[Start of section]

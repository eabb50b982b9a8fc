use crate::buffer::LogBatch;
use futures::FutureExt;
use futures::future::BoxFuture;
use parking_lot::Mutex;
use std::io::ErrorKind;
use std::path::{Path, PathBuf};
use thiserror::Error;
use tokio::fs;
use tokio::io::AsyncWriteExt;

#[derive(Error, Debug)]
pub enum PersistenceError {
    #[error("IO error: {0}")]
    IoError(#[from] std::io::Error),
    #[error("Stored batch is not valid JSON: {0}")]
    JsonError(#[from] serde_json::Error),
    #[cfg(feature = "disk-fallback")]
    #[error("Sled error: {0}")]
    SledError(#[from] sled::Error),
}

/// Port for keeping one pending batch across suspensions.
///
/// `clear` right after `load` must never lose what `load` returned.
pub trait Persistence: Send + Sync {
    /// Replaces whatever is stored with `batch`.
    fn save(&self, batch: LogBatch) -> BoxFuture<'_, Result<(), PersistenceError>>;

    fn load(&self) -> BoxFuture<'_, Result<Option<LogBatch>, PersistenceError>>;

    fn clear(&self) -> BoxFuture<'_, Result<(), PersistenceError>>;

    /// Stores `batch` after the batch already stored, so older entries stay
    /// first.
    fn add(&self, batch: LogBatch) -> BoxFuture<'_, Result<(), PersistenceError>> {
        Box::pin(async move {
            let merged = match self.load().await? {
                Some(stored) => stored.merged_with(batch),
                None => batch,
            };
            self.save(merged).await
        })
    }
}

/// Keeps nothing. Used when local persistence is disabled.
#[derive(Debug, Clone, Copy, Default)]
pub struct NoopPersistence;

impl Persistence for NoopPersistence {
    fn save(&self, _batch: LogBatch) -> BoxFuture<'_, Result<(), PersistenceError>> {
        futures::future::ready(Ok(())).boxed()
    }

    fn load(&self) -> BoxFuture<'_, Result<Option<LogBatch>, PersistenceError>> {
        futures::future::ready(Ok(None)).boxed()
    }

    fn clear(&self) -> BoxFuture<'_, Result<(), PersistenceError>> {
        futures::future::ready(Ok(())).boxed()
    }
}

/// Process-local store; survives stop/start cycles but not restarts.
#[derive(Debug, Default)]
pub struct MemoryPersistence {
    stored: Mutex<Option<LogBatch>>,
}

impl MemoryPersistence {
    pub fn new() -> Self {
        Self::default()
    }

    pub fn stored(&self) -> Option<LogBatch> {
        self.stored.lock().clone()
    }
}

impl Persistence for MemoryPersistence {
    fn save(&self, batch: LogBatch) -> BoxFuture<'_, Result<(), PersistenceError>> {
        *self.stored.lock() = Some(batch);
        futures::future::ready(Ok(())).boxed()
    }

    fn load(&self) -> BoxFuture<'_, Result<Option<LogBatch>, PersistenceError>> {
        futures::future::ready(Ok(self.stored.lock().clone())).boxed()
    }

    fn clear(&self) -> BoxFuture<'_, Result<(), PersistenceError>> {
        *self.stored.lock() = None;
        futures::future::ready(Ok(())).boxed()
    }
}

/// Stores the pending batch as a single JSON array file.
///
/// Writes go to a sibling temp file that is renamed over the target, so a
/// crash mid-write leaves the previous contents intact.
#[derive(Debug, Clone)]
pub struct FilePersistence {
    path: PathBuf,
}

impl FilePersistence {
    pub fn new(path: impl Into<PathBuf>) -> Self {
        Self { path: path.into() }
    }

    pub fn path(&self) -> &Path {
        &self.path
    }

    fn temp_path(&self) -> PathBuf {
        let mut name = self
            .path
            .file_name()
            .map(|n| n.to_os_string())
            .unwrap_or_else(|| "pending".into());
        name.push(".tmp");
        self.path.with_file_name(name)
    }

    async fn write(&self, batch: &LogBatch) -> Result<(), PersistenceError> {
        if let Some(parent) = self.path.parent()
            && !parent.as_os_str().is_empty()
        {
            fs::create_dir_all(parent).await?;
        }

        let data = serde_json::to_vec(batch)?;
        let temp_path = self.temp_path();
        let mut file = fs::File::create(&temp_path).await?;
        file.write_all(&data).await?;
        file.sync_all().await?;
        drop(file);
        fs::rename(&temp_path, &self.path).await?;

        tracing::debug!(
            "Persisted {} log(s) to {} ({} bytes)",
            batch.size(),
            self.path.display(),
            data.len()
        );
        Ok(())
    }

    async fn read(&self) -> Result<Option<LogBatch>, PersistenceError> {
        let data = match fs::read(&self.path).await {
            Ok(data) => data,
            Err(e) if e.kind() == ErrorKind::NotFound => return Ok(None),
            Err(e) => return Err(e.into()),
        };
        Ok(Some(serde_json::from_slice(&data)?))
    }

    async fn remove(&self) -> Result<(), PersistenceError> {
        match fs::remove_file(&self.path).await {
            Ok(()) => Ok(()),
            Err(e) if e.kind() == ErrorKind::NotFound => Ok(()),
            Err(e) => Err(e.into()),
        }
    }
}

impl Persistence for FilePersistence {
    fn save(&self, batch: LogBatch) -> BoxFuture<'_, Result<(), PersistenceError>> {
        Box::pin(async move { self.write(&batch).await })
    }

    fn load(&self) -> BoxFuture<'_, Result<Option<LogBatch>, PersistenceError>> {
        Box::pin(self.read())
    }

    fn clear(&self) -> BoxFuture<'_, Result<(), PersistenceError>> {
        Box::pin(self.remove())
    }
}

[End of section]

## TASK GOAL:
Please give back exactly the lines of this listing beginning at the line with "previous contents intact." and ending with the line with "async fn write(&self, batch: &LogBatch)", both included, and nothing else.

## ANSWER SPACE:
/// crash mid-write leaves the previous contents intact.
#[derive(Debug, Clone)]
pub struct FilePersistence {
    path: PathBuf,
}

impl FilePersistence {
    pub fn new(path: impl Into<PathBuf>) -> Self {
        Self { path: path.into() }
    }

    pub fn path(&self) -> &Path {
        &self.path
    }

    fn temp_path(&self) -> PathBuf {
        let mut name = self
            .path
            .file_name()
            .map(|n| n.to_os_string())
            .unwrap_or_else(|| "pending".into());
        name.push(".tmp");
        self.path.with_file_name(name)
    }

    async fn write(&self, batch: &LogBatch) -> Result<(), PersistenceError> {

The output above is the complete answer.